• The task:
Set down, please, exactly the lines below that run from the line with "filename src/domain/user/model.rs" to the line with "use std::path::PathBuf;", both lines included.

[Records contained in a dataset]
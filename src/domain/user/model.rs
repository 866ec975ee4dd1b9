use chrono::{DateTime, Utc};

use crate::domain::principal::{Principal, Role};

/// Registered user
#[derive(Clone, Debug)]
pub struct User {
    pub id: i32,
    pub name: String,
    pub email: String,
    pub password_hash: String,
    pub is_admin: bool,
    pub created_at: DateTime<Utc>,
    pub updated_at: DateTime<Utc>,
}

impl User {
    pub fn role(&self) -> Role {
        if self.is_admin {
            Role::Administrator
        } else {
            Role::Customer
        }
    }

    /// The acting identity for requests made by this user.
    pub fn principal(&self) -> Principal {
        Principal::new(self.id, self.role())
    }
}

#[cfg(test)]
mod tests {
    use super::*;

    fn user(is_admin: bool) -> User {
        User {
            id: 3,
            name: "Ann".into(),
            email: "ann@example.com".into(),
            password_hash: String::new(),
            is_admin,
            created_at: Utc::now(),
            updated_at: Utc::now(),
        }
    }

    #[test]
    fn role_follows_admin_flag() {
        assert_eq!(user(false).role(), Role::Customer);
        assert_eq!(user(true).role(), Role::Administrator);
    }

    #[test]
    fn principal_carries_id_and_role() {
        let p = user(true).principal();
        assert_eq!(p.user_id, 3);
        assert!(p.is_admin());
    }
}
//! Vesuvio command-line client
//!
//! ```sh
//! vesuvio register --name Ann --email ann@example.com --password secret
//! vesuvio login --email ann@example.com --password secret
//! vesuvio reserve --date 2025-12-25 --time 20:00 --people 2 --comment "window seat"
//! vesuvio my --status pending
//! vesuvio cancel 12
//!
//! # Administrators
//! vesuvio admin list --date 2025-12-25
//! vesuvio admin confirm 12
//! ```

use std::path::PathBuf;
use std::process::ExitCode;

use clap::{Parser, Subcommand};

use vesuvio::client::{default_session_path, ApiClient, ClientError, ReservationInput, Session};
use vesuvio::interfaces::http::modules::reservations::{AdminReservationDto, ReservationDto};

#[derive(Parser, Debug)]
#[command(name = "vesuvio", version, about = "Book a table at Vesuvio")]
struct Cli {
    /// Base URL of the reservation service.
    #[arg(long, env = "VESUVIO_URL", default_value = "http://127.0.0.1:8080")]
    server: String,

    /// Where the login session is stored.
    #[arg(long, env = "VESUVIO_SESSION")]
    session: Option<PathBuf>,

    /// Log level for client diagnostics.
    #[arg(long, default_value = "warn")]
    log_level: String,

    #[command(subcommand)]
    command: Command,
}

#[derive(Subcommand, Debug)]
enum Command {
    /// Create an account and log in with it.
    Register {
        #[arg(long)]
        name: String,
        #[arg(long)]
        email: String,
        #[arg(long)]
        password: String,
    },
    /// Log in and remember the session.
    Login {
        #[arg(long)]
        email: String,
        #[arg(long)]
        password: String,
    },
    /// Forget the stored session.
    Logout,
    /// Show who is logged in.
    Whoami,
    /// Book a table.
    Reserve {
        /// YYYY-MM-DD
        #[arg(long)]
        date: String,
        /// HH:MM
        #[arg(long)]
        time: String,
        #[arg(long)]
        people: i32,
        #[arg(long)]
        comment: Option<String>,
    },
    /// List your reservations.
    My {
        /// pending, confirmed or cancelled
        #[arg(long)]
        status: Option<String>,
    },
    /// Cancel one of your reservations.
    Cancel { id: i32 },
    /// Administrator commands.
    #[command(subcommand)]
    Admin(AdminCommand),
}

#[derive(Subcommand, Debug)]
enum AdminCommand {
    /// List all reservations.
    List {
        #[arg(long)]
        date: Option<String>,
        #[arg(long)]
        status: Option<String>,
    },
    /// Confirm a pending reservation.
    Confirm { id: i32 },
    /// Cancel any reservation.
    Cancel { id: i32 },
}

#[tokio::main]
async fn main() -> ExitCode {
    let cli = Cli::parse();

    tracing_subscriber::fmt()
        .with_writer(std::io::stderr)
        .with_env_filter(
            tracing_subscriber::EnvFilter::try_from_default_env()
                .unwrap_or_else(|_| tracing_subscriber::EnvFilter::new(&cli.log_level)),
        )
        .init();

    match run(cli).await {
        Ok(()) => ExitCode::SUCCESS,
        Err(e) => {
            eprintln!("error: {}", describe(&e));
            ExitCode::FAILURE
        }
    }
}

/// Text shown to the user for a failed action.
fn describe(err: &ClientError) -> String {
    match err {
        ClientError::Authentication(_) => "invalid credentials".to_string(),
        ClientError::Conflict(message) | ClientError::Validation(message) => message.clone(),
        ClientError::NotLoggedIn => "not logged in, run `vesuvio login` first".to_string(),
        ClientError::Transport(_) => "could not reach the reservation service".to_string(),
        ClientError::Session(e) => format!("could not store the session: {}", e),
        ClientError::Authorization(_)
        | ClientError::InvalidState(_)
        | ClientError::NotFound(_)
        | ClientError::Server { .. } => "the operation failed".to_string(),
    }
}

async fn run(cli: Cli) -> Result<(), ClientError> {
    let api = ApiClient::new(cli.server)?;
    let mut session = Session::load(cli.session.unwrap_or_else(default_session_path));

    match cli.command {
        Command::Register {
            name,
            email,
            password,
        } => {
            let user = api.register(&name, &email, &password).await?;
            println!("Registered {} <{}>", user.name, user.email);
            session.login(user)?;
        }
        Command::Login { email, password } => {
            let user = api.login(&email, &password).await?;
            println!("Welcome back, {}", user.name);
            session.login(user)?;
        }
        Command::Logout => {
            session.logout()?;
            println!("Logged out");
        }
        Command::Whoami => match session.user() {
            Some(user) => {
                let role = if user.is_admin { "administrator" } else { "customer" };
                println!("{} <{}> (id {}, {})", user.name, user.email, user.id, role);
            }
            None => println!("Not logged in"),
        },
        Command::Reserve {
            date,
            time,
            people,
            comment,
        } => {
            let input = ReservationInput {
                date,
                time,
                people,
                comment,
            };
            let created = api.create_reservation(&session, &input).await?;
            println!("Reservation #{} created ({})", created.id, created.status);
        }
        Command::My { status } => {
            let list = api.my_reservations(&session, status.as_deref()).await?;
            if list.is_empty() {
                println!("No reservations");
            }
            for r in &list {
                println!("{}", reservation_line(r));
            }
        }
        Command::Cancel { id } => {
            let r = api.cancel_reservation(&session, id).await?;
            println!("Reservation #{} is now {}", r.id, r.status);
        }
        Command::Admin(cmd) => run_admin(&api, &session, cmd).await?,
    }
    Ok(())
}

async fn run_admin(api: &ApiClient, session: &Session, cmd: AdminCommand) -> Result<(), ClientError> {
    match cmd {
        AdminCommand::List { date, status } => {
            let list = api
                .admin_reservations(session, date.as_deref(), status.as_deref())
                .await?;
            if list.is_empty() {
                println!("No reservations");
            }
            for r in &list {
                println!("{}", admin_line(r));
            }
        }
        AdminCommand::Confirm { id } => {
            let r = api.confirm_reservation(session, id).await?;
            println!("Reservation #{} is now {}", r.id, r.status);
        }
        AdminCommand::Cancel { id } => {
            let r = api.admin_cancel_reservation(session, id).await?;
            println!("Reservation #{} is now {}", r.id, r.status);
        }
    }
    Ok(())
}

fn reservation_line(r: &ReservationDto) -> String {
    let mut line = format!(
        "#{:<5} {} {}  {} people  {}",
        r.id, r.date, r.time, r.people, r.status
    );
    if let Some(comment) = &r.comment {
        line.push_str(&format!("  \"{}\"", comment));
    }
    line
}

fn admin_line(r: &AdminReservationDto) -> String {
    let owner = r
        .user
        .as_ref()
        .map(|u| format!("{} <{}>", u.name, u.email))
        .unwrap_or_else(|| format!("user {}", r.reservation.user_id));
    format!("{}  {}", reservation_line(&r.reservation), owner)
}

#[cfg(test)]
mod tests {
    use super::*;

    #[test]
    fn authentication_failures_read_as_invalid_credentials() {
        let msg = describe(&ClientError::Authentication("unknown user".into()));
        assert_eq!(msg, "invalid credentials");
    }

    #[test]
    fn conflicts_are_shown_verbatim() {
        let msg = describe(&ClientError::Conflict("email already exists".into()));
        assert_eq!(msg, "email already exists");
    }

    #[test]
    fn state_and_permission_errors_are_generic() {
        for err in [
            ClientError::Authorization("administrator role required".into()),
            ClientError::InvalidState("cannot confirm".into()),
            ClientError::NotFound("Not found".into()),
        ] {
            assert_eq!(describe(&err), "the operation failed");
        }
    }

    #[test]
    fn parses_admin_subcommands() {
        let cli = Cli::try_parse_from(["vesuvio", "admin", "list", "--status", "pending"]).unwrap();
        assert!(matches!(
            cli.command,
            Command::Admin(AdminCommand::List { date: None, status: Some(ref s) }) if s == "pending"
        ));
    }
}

--

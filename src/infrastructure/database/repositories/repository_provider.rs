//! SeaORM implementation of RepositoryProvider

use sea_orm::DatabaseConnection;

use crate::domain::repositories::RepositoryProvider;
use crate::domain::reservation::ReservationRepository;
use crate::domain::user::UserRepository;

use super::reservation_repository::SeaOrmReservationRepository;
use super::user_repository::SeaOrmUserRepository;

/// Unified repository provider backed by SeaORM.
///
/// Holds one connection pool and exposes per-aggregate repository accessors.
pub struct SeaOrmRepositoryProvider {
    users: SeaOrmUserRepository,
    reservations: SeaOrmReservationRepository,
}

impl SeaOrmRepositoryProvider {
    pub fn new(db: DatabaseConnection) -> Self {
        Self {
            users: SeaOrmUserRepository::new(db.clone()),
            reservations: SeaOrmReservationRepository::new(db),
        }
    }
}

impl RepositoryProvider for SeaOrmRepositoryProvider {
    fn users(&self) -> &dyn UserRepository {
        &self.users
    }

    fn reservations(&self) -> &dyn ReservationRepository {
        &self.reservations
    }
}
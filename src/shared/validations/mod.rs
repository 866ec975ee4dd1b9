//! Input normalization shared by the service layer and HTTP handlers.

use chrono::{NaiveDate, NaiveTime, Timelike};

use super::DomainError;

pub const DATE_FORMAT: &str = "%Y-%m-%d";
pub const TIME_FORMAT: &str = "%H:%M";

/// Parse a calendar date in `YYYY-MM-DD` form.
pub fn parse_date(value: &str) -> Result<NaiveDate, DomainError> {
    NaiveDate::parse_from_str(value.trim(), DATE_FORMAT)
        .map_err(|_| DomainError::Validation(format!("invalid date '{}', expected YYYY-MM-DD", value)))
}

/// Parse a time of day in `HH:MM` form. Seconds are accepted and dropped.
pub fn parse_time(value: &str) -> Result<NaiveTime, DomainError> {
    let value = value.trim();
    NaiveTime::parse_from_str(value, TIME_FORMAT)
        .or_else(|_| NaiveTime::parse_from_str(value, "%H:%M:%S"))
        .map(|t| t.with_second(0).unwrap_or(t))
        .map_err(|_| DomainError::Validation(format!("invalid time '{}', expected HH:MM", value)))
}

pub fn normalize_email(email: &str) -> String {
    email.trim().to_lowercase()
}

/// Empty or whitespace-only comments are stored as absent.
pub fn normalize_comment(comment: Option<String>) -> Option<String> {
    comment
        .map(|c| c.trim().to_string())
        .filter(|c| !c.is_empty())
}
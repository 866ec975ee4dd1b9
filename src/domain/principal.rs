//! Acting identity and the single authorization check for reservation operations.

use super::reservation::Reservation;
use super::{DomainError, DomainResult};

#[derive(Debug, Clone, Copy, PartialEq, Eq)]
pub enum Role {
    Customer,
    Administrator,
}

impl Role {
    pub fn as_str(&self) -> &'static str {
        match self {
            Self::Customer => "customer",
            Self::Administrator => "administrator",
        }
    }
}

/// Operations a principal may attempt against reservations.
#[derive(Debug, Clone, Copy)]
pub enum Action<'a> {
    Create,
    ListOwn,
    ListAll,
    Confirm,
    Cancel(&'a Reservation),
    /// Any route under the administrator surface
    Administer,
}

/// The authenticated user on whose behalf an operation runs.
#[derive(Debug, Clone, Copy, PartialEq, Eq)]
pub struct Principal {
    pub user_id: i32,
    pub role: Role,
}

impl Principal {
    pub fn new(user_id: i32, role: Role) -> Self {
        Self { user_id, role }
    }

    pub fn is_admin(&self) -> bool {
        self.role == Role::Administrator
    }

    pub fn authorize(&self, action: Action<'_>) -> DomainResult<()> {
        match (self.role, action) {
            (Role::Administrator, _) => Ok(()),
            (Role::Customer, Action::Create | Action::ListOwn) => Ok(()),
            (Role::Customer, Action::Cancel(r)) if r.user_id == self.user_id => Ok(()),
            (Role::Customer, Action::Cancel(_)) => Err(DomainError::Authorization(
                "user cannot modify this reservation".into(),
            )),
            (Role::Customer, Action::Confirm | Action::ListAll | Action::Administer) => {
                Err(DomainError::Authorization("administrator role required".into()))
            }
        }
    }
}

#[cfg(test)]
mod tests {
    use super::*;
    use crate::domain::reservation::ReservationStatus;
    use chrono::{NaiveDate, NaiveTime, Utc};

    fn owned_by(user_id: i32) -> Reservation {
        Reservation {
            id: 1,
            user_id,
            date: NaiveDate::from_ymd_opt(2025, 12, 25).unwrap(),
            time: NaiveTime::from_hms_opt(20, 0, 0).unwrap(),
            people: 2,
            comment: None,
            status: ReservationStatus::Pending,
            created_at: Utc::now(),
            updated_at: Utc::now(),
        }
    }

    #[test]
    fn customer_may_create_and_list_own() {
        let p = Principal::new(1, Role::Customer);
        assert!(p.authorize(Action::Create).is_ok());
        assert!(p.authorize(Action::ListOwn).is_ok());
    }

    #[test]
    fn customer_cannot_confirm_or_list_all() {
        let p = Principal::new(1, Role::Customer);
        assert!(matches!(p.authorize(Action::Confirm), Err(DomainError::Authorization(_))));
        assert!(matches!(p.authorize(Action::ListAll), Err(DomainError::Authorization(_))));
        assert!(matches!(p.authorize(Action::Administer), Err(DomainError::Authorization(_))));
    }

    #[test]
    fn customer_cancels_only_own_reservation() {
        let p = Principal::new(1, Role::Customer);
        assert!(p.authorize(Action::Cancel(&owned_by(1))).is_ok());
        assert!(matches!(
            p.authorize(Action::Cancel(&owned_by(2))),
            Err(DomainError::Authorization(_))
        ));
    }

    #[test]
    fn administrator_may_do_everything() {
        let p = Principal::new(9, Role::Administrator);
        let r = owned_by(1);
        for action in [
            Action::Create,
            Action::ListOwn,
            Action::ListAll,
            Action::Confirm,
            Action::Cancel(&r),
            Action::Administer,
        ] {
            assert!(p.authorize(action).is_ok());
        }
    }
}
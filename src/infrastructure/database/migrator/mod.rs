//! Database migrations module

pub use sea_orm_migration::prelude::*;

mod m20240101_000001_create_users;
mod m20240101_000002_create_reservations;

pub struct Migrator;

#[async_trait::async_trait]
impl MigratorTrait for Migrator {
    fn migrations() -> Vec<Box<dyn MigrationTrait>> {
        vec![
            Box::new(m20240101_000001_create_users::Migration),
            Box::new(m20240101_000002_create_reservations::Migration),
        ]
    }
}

• Reply to the task:
filename src/domain/user/model.rs
repository 866ec975ee4dd1b9
use chrono::{DateTime, Utc};

use crate::domain::principal::{Principal, Role};

/// Registered user
#[derive(Clone, Debug)]
pub struct User {
    pub id: i32,
    pub name: String,
    pub email: String,
    pub password_hash: String,
    pub is_admin: bool,
    pub created_at: DateTime<Utc>,
    pub updated_at: DateTime<Utc>,
}

impl User {
    pub fn role(&self) -> Role {
        if self.is_admin {
            Role::Administrator
        } else {
            Role::Customer
        }
    }

    /// The acting identity for requests made by this user.
    pub fn principal(&self) -> Principal {
        Principal::new(self.id, self.role())
    }
}

#[cfg(test)]
mod tests {
    use super::*;

    fn user(is_admin: bool) -> User {
        User {
            id: 3,
            name: "Ann".into(),
            email: "ann@example.com".into(),
            password_hash: String::new(),
            is_admin,
            created_at: Utc::now(),
            updated_at: Utc::now(),
        }
    }

    #[test]
    fn role_follows_admin_flag() {
        assert_eq!(user(false).role(), Role::Customer);
        assert_eq!(user(true).role(), Role::Administrator);
    }

    #[test]
    fn principal_carries_id_and_role() {
        let p = user(true).principal();
        assert_eq!(p.user_id, 3);
        assert!(p.is_admin());
    }
}
//! Vesuvio command-line client
//!
//! ```sh
//! vesuvio register --name Ann --email ann@example.com --password secret
//! vesuvio login --email ann@example.com --password secret
//! vesuvio reserve --date 2025-12-25 --time 20:00 --people 2 --comment "window seat"
//! vesuvio my --status pending
//! vesuvio cancel 12
//!
//! # Administrators
//! vesuvio admin list --date 2025-12-25
//! vesuvio admin confirm 12
//! ```

use std::path::PathBuf;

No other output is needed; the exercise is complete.